Do this : your_submit_file.to_csv('Path_To_File',index=False)
+1 For Blenz suggestion. If you are having trouble I'd be more than happy to connect with you via Google Hangouts and see if we can hash out the error together? Are you using Python or R?
As said by Blenz, make sure you set the index=False when saving your file to .csv
Thanks to all of you for responding timeously, one of the guys on here shared his github repo and had this really neat function that helped out a lot.The problem is solved. @jonathansp_datathonsa I am using python3.Don't know if I should start another thread for this or not but here goes: Another issue I'm having lies in outlier removal.I usually start from simple models and scale up, so I began my modeling by using a Linear Regressor and as you know, this model is not so robust to outliers.So I decided to remove outliers(anything that's 3 standard deviations away from the mean) by subsetting the data to exclude anything that met that criterea and keep everything that doesn't(for both the train and test).Automatically this means I will lose some ID's and that will conflict with the expected submission file.How does one navigate around this problem?
you don't remove ID's from test. ( You could remove them , and predict for the rest using your model but then you're gonna have to assign values to the removed ID's or the submit won't work either manually or using some other model if you prefer ).
Also a tip from experience working on this data, the outliers ( in the target ) exist both in train and test more or less equally, so training on "normal" samples will result in a poor performance ( this has been pointed out in earlier discussions ), since you'll be missing the mark on many outliers in the test set.

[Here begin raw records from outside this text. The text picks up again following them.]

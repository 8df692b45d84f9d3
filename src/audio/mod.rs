// Audio module - device layer and render path of the routing engine
//
// - types: device snapshots, roles and stream formats
// - hardware: capability traits over the OS audio subsystem
// - devices: catalog, composite devices, notifications and backends
// - render: gain state, channel maps and the render session

pub mod devices;
pub mod hardware;
pub mod render;
pub mod types;

pub use hardware::{AudioHardware, HardwareError, HardwareResult, IoUnit};
pub use types::{AudioDevice, DefaultRole, DeviceId, OutputChoice, Scope, StreamFormat, StreamSide};
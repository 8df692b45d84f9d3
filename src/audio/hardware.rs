//! Capability boundary to the OS audio subsystem.
//!
//! Everything the engine needs from the platform goes through [`AudioHardware`]
//! and [`IoUnit`]. The CoreAudio implementation lives in
//! `devices::coreaudio_integration` / `devices::coreaudio_stream` (macOS only);
//! `devices::simulated` provides an in-memory implementation.

use std::sync::Arc;

use super::devices::aggregate_device::CompositeDeviceSpec;
use super::devices::notifications::DeviceChangeSignal;
use super::render::channel_map::ChannelMap;
use super::render::gain::GainState;
use super::types::{DefaultRole, DeviceId, Scope, StreamFormat, StreamSide};

/// OS-level failure, carrying the raw status code where one exists
#[derive(Debug, Clone, PartialEq, thiserror::Error)]
pub enum HardwareError {
    #[error("{operation} failed: OSStatus {status}")]
    Status { operation: &'static str, status: i32 },

    #[error("audio device {0} is not present")]
    NoSuchDevice(DeviceId),

    #[error("audio subsystem unavailable: {0}")]
    Unavailable(String),
}

impl HardwareError {
    /// Map a raw OS status to `Ok` or a `Status` error
    pub fn check(status: i32, operation: &'static str) -> Result<(), HardwareError> {
        if status == 0 {
            Ok(())
        } else {
            Err(HardwareError::Status { operation, status })
        }
    }
}

pub type HardwareResult<T> = std::result::Result<T, HardwareError>;

/// Device, default-routing and aggregate operations of the OS audio subsystem.
///
/// Calls may block briefly on OS property access; they are only made from the
/// control context, never from the real-time thread.
pub trait AudioHardware: Send + Sync {
    /// Every device object the OS currently exposes
    fn device_ids(&self) -> HardwareResult<Vec<DeviceId>>;

    fn device_uid(&self, id: DeviceId) -> HardwareResult<String>;
    fn device_name(&self, id: DeviceId) -> HardwareResult<String>;

    /// Total channels across all streams in the given scope
    fn channel_count(&self, id: DeviceId, scope: Scope) -> HardwareResult<u32>;

    /// True when the device exposes at least one output stream
    fn has_output_streams(&self, id: DeviceId) -> bool;

    /// True when a volume scalar exists on the given output element
    fn has_volume_property(&self, id: DeviceId, element: u32) -> bool;

    fn nominal_sample_rate(&self, id: DeviceId) -> HardwareResult<f64>;

    /// Request a rate change. The change may take effect asynchronously.
    fn set_nominal_sample_rate(&self, id: DeviceId, rate: f64) -> HardwareResult<()>;

    fn default_device(&self, role: DefaultRole) -> HardwareResult<DeviceId>;
    fn set_default_device(&self, role: DefaultRole, id: DeviceId) -> HardwareResult<()>;

    /// Resolve a stable UID to the current handle
    fn translate_uid(&self, uid: &str) -> Option<DeviceId>;

    fn create_aggregate(&self, spec: &CompositeDeviceSpec) -> HardwareResult<DeviceId>;
    fn destroy_aggregate(&self, id: DeviceId) -> HardwareResult<()>;

    /// Register the single device-list listener. Replaces any previous one.
    fn watch_device_list(&self, signal: DeviceChangeSignal) -> HardwareResult<()>;
    fn unwatch_device_list(&self);

    /// Instantiate an unconfigured hardware output unit
    fn new_io_unit(&self) -> HardwareResult<Box<dyn IoUnit>>;
}

/// A hardware I/O unit. Disposed when dropped.
pub trait IoUnit: Send {
    /// Bind the unit to a device as its sole device
    fn set_current_device(&mut self, device: DeviceId) -> HardwareResult<()>;

    /// Enable the input bus (bus 1) for capture
    fn enable_input(&mut self) -> HardwareResult<()>;

    /// Install a channel map; `Scope::Output` is the render map, `Scope::Input` the capture map
    fn set_channel_map(&mut self, scope: Scope, map: &ChannelMap) -> HardwareResult<()>;

    fn set_stream_format(&mut self, side: StreamSide, format: &StreamFormat) -> HardwareResult<()>;

    /// Install the real-time callback that pulls capture audio and applies gain
    fn install_render_callback(&mut self, gain: Arc<GainState>) -> HardwareResult<()>;

    fn start(&mut self) -> HardwareResult<()>;
    fn stop(&mut self) -> HardwareResult<()>;

    /// The unit's running flag as reported by the OS
    fn is_running(&self) -> bool;
}
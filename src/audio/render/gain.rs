//! Shared gain state between the control context and the real-time thread.
//!
//! Volume and mute are packed into one `AtomicU64` so the render callback
//! observes both with a single load: the low 32 bits hold the volume's `f32`
//! bits, bit 32 holds the mute flag. Writers use a compare-exchange loop so
//! a volume change never clobbers a concurrent mute change.

use std::sync::atomic::{AtomicU64, Ordering};

use serde::{Deserialize, Serialize};

const MUTE_BIT: u64 = 1 << 32;
const VOLUME_MASK: u64 = 0xFFFF_FFFF;

/// Clamp a requested volume to [0, 1]. NaN maps to 0.
pub fn clamp_volume(volume: f32) -> f32 {
    if volume.is_nan() {
        0.0
    } else {
        volume.clamp(0.0, 1.0)
    }
}

/// `muted ? 0 : volume`
pub fn effective_gain(volume: f32, muted: bool) -> f32 {
    if muted {
        0.0
    } else {
        clamp_volume(volume)
    }
}

/// Point-in-time copy of the gain state, emitted to collaborators
#[derive(Debug, Clone, Copy, PartialEq, Serialize, Deserialize)]
pub struct GainSnapshot {
    pub volume: f32,
    pub muted: bool,
}

impl GainSnapshot {
    pub fn effective(&self) -> f32 {
        effective_gain(self.volume, self.muted)
    }
}

#[derive(Debug)]
pub struct GainState {
    packed: AtomicU64,
}

impl GainState {
    pub fn new(volume: f32, muted: bool) -> Self {
        Self {
            packed: AtomicU64::new(pack(clamp_volume(volume), muted)),
        }
    }

    pub fn set_volume(&self, volume: f32) {
        let volume = clamp_volume(volume);
        self.update(|_, muted| (volume, muted));
    }

    pub fn set_muted(&self, muted: bool) {
        self.update(|volume, _| (volume, muted));
    }

    /// Flip the mute flag, returning the new value
    pub fn toggle_muted(&self) -> bool {
        unpack(self.update(|volume, muted| (volume, !muted))).1
    }

    /// Adjust volume by `delta`, clamped. Returns the new volume.
    pub fn step_volume(&self, delta: f32) -> f32 {
        unpack(self.update(|volume, muted| (clamp_volume(volume + delta), muted))).0
    }

    pub fn volume(&self) -> f32 {
        self.snapshot().volume
    }

    pub fn is_muted(&self) -> bool {
        self.snapshot().muted
    }

    pub fn snapshot(&self) -> GainSnapshot {
        let (volume, muted) = unpack(self.packed.load(Ordering::Acquire));
        GainSnapshot { volume, muted }
    }

    /// Effective multiplier. Real-time safe: one atomic load, no branches on shared state.
    #[inline]
    pub fn effective(&self) -> f32 {
        let (volume, muted) = unpack(self.packed.load(Ordering::Relaxed));
        if muted {
            0.0
        } else {
            volume
        }
    }

    fn update(&self, f: impl Fn(f32, bool) -> (f32, bool)) -> u64 {
        let mut current = self.packed.load(Ordering::Acquire);
        loop {
            let (volume, muted) = unpack(current);
            let (volume, muted) = f(volume, muted);
            let next = pack(volume, muted);
            match self
                .packed
                .compare_exchange_weak(current, next, Ordering::AcqRel, Ordering::Acquire)
            {
                Ok(_) => return next,
                Err(actual) => current = actual,
            }
        }
    }
}

impl Default for GainState {
    fn default() -> Self {
        Self::new(1.0, false)
    }
}

fn pack(volume: f32, muted: bool) -> u64 {
    let bits = volume.to_bits() as u64;
    if muted {
        bits | MUTE_BIT
    } else {
        bits
    }
}

fn unpack(word: u64) -> (f32, bool) {
    (f32::from_bits((word & VOLUME_MASK) as u32), word & MUTE_BIT != 0)
}

#[cfg(test)]
mod tests {
    use super::*;
    use proptest::prelude::*;
    use std::sync::Arc;

    #[test]
    fn test_mute_preserves_volume() {
        let gain = GainState::new(0.4, false);
        gain.set_muted(true);
        assert_eq!(gain.effective(), 0.0);
        assert_eq!(gain.volume(), 0.4);

        gain.set_muted(false);
        assert_eq!(gain.effective(), 0.4);
    }

    #[test]
    fn test_toggle_and_step() {
        let gain = GainState::default();
        assert!(gain.toggle_muted());
        assert!(!gain.toggle_muted());

        assert_eq!(gain.step_volume(0.25), 1.0);
        assert_eq!(gain.step_volume(-0.25), 0.75);
        assert_eq!(gain.step_volume(-5.0), 0.0);
    }

    #[test]
    fn test_nan_volume_is_silence() {
        let gain = GainState::new(f32::NAN, false);
        assert_eq!(gain.effective(), 0.0);
    }

    #[test]
    fn test_concurrent_writers_do_not_lose_fields() {
        let gain = Arc::new(GainState::new(0.5, false));
        let muter = {
            let gain = gain.clone();
            std::thread::spawn(move || {
                for _ in 0..1000 {
                    gain.set_muted(true);
                }
            })
        };
        for _ in 0..1000 {
            gain.set_volume(0.25);
        }
        muter.join().unwrap();

        let snapshot = gain.snapshot();
        assert!(snapshot.muted);
        assert_eq!(snapshot.volume, 0.25);
    }

    proptest! {
        #[test]
        fn prop_clamped_volume_in_unit_range(v in proptest::num::f32::ANY) {
            let clamped = clamp_volume(v);
            prop_assert!((0.0..=1.0).contains(&clamped));
        }

        #[test]
        fn prop_effective_gain_matches_definition(v in proptest::num::f32::ANY, muted in any::<bool>()) {
            let gain = GainState::new(v, muted);
            let expected = if muted { 0.0 } else { clamp_volume(v) };
            prop_assert_eq!(gain.effective(), expected);
            prop_assert!((0.0..=1.0).contains(&gain.effective()));
        }
    }
}
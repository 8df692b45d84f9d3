use std::io::BufRead;
use std::process::ExitCode;
use std::sync::Arc;

use anyhow::{bail, Context, Result};
use colored::Colorize;
use tokio::sync::{broadcast, mpsc};
use tracing::{error, info, warn};

use volume_relay_lib::commands::{parse_line, ConsoleInput, HELP};
use volume_relay_lib::log::{init_tracing, set_device_debug};
use volume_relay_lib::platform;
use volume_relay_lib::{
    AudioHardware, EngineCommand, EngineConfig, EngineHandle, EngineUpdate, GainState,
    OutputChoice, PreferenceStore, Preferences, RoutingEngine, RoutingState, SimulatedDevice,
    SimulatedHardware,
};

const USAGE: &str = "usage: volume-relay [--simulate] [--device-debug]";

#[derive(Debug, Default)]
struct Options {
    simulate: bool,
    device_debug: bool,
}

fn parse_args() -> Result<Option<Options>> {
    let mut options = Options::default();
    for arg in std::env::args().skip(1) {
        match arg.as_str() {
            "--simulate" => options.simulate = true,
            "--device-debug" => options.device_debug = true,
            "-h" | "--help" => {
                println!("{}\n\n{}", USAGE, HELP);
                return Ok(None);
            }
            other => bail!("unknown argument '{}'\n{}", other, USAGE),
        }
    }
    Ok(Some(options))
}

#[tokio::main]
async fn main() -> ExitCode {
    init_tracing();

    match run().await {
        Ok(()) => ExitCode::SUCCESS,
        Err(e) => {
            error!("{:#}", e);
            eprintln!("{} {:#}", "volume-relay:".bright_red(), e);
            ExitCode::FAILURE
        }
    }
}

async fn run() -> Result<()> {
    let Some(options) = parse_args()? else {
        return Ok(());
    };
    if options.device_debug {
        set_device_debug(true);
    }

    let config = EngineConfig::load().context("loading configuration")?;
    let store = PreferenceStore::new(
        PreferenceStore::default_path()
            .unwrap_or_else(|| std::env::temp_dir().join("volume-relay-preferences.json")),
    );
    let preferences = store.load();
    info!(
        "Preferences: output={:?} volume={:.2} muted={}",
        preferences.output_uid, preferences.volume, preferences.muted
    );

    let hardware = select_backend(&options, &config)?;
    let gain = Arc::new(GainState::new(preferences.volume, preferences.muted));
    let (mut engine, events) = RoutingEngine::new(hardware, config, gain);
    let handle = engine.handle();
    let updates = engine.subscribe();

    let _wake = if options.simulate {
        None
    } else {
        platform::watch_wake(handle.sender())
    };

    engine
        .startup(preferences.output_uid.as_deref())
        .await
        .context("starting audio routing")?;

    // Seed the console with what startup produced
    let outputs = engine.outputs();
    let active = engine.output_uid().map(str::to_string);
    print_outputs(&outputs, active.as_deref());

    tokio::spawn(forward_termination(handle.clone()));
    tokio::spawn(console(handle, updates, store, preferences, outputs, active));

    // Returning drops the runtime; the console task is cancelled and the
    // stdin thread ends with the process
    engine.run(events).await;
    info!("Routing stopped, defaults restored");
    Ok(())
}

fn select_backend(options: &Options, config: &EngineConfig) -> Result<Arc<dyn AudioHardware>> {
    if options.simulate {
        info!("{} Using simulated audio hardware", "BACKEND".bright_magenta());
        let hw = SimulatedHardware::new();
        hw.plug(
            SimulatedDevice::output("MacBook Pro Speakers", "BuiltInSpeakerDevice", 2)
                .with_volume_control(0),
        );
        hw.plug(SimulatedDevice::output("DELL U2723QE", "AppleUSBAudioEngine:Dell:1", 2));
        hw.plug(SimulatedDevice::virtual_capture(
            &config.capture_device_name,
            "BlackHole16ch_UID",
            16,
        ));
        return Ok(Arc::new(hw));
    }

    #[cfg(target_os = "macos")]
    {
        Ok(Arc::new(volume_relay_lib::CoreAudioHardware::new()))
    }

    #[cfg(not(target_os = "macos"))]
    {
        bail!("CoreAudio is only available on macOS; run with --simulate")
    }
}

/// SIGINT / SIGTERM become a Quit command so shutdown always restores defaults
async fn forward_termination(handle: EngineHandle) {
    #[cfg(unix)]
    {
        use tokio::signal::unix::{signal, SignalKind};
        match signal(SignalKind::terminate()) {
            Ok(mut terminate) => {
                tokio::select! {
                    _ = tokio::signal::ctrl_c() => {}
                    _ = terminate.recv() => {}
                }
            }
            Err(e) => {
                warn!("SIGTERM handler unavailable: {}", e);
                let _ = tokio::signal::ctrl_c().await;
            }
        }
    }

    #[cfg(not(unix))]
    {
        let _ = tokio::signal::ctrl_c().await;
    }

    info!("Termination requested");
    handle.command(EngineCommand::Quit);
}

/// Read stdin on a plain thread so a pending read never blocks runtime shutdown
fn spawn_stdin_reader() -> mpsc::UnboundedReceiver<String> {
    let (tx, rx) = mpsc::unbounded_channel();
    let spawned = std::thread::Builder::new()
        .name("console-stdin".to_string())
        .spawn(move || {
            for line in std::io::stdin().lock().lines() {
                match line {
                    Ok(line) => {
                        if tx.send(line).is_err() {
                            break;
                        }
                    }
                    Err(e) => {
                        warn!("stdin closed: {}", e);
                        break;
                    }
                }
            }
        });
    if let Err(e) = spawned {
        warn!("Console input unavailable: {}", e);
    }
    rx
}

/// Reads stdin commands and follows engine updates, persisting preferences.
/// Returns once Quit has been sent or the engine reports it is idle.
async fn console(
    handle: EngineHandle,
    mut updates: broadcast::Receiver<EngineUpdate>,
    store: PreferenceStore,
    mut preferences: Preferences,
    mut outputs: Vec<OutputChoice>,
    mut active: Option<String>,
) {
    let mut lines = spawn_stdin_reader();
    let mut stdin_open = true;

    loop {
        tokio::select! {
            line = lines.recv(), if stdin_open => match line {
                Some(line) => match parse_line(&line) {
                    Ok(Some(input)) if input.is_quit() => {
                        handle.command(EngineCommand::Quit);
                        break;
                    }
                    Ok(Some(ConsoleInput::Engine(event))) => {
                        if !handle.send(event) {
                            break;
                        }
                    }
                    Ok(Some(ConsoleInput::List)) => print_outputs(&outputs, active.as_deref()),
                    Ok(Some(ConsoleInput::Help)) => println!("{}", HELP),
                    Ok(None) => {}
                    Err(message) => println!("{}", message),
                },
                None => stdin_open = false,
            },
            update = updates.recv() => match update {
                Ok(update) => {
                    report(&update);
                    if let EngineUpdate::Outputs { devices, active: current } = &update {
                        outputs = devices.clone();
                        active = current.clone();
                    }
                    if preferences.apply(&update) {
                        if let Err(e) = store.save(&preferences) {
                            warn!("Could not save preferences: {}", e);
                        }
                    }
                    if update == EngineUpdate::State(RoutingState::Idle) {
                        break;
                    }
                }
                Err(broadcast::error::RecvError::Lagged(skipped)) => {
                    warn!("Console fell behind, skipped {} updates", skipped);
                }
                Err(broadcast::error::RecvError::Closed) => break,
            },
        }
    }
}

fn report(update: &EngineUpdate) {
    match update {
        EngineUpdate::Gain(snapshot) => println!(
            "volume {:>3}%{}",
            (snapshot.volume * 100.0).round() as u32,
            if snapshot.muted { " (muted)" } else { "" }
        ),
        EngineUpdate::OutputSelected(uid) => println!("output -> {}", uid),
        EngineUpdate::State(state) => println!("state: {}", state),
        EngineUpdate::Fatal(message) => println!("fatal: {}", message),
        EngineUpdate::Outputs { .. } => {}
    }
}

fn print_outputs(outputs: &[OutputChoice], active: Option<&str>) {
    if outputs.is_empty() {
        println!("no fixed-volume outputs available");
        return;
    }
    for output in outputs {
        let marker = if Some(output.uid.as_str()) == active { "*" } else { " " };
        println!("{} {}  [{}]", marker, output.name, output.uid);
    }
}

Keep the outliers and try to build a robust model? is the best i can tell you.
@Blenz, thanks for the heads up, I will be moving on to more robust modelling.Any recommendations interms of models to use??
Xgboost! :D i have a model that is looking spicy. I think XGBoost with grid search will be fire
@jonathanasp_datathonsa Whoa! now wondering about the specs of your machine, what's your RAM look like?What's your CPU generation and more!XGboost is very computationally expensive, not to mention it's GridSearchCV, you must have a beast!Do you think a Kaggle Kernel will suffice?
Haha am fortunate yes :D but if you're looking for free computational power and have access to internet hit up Google Co Lab
Wow that tool had completely slipped my mind, thanks for the nudge and happy modelling!Let's collaborate sometime soon!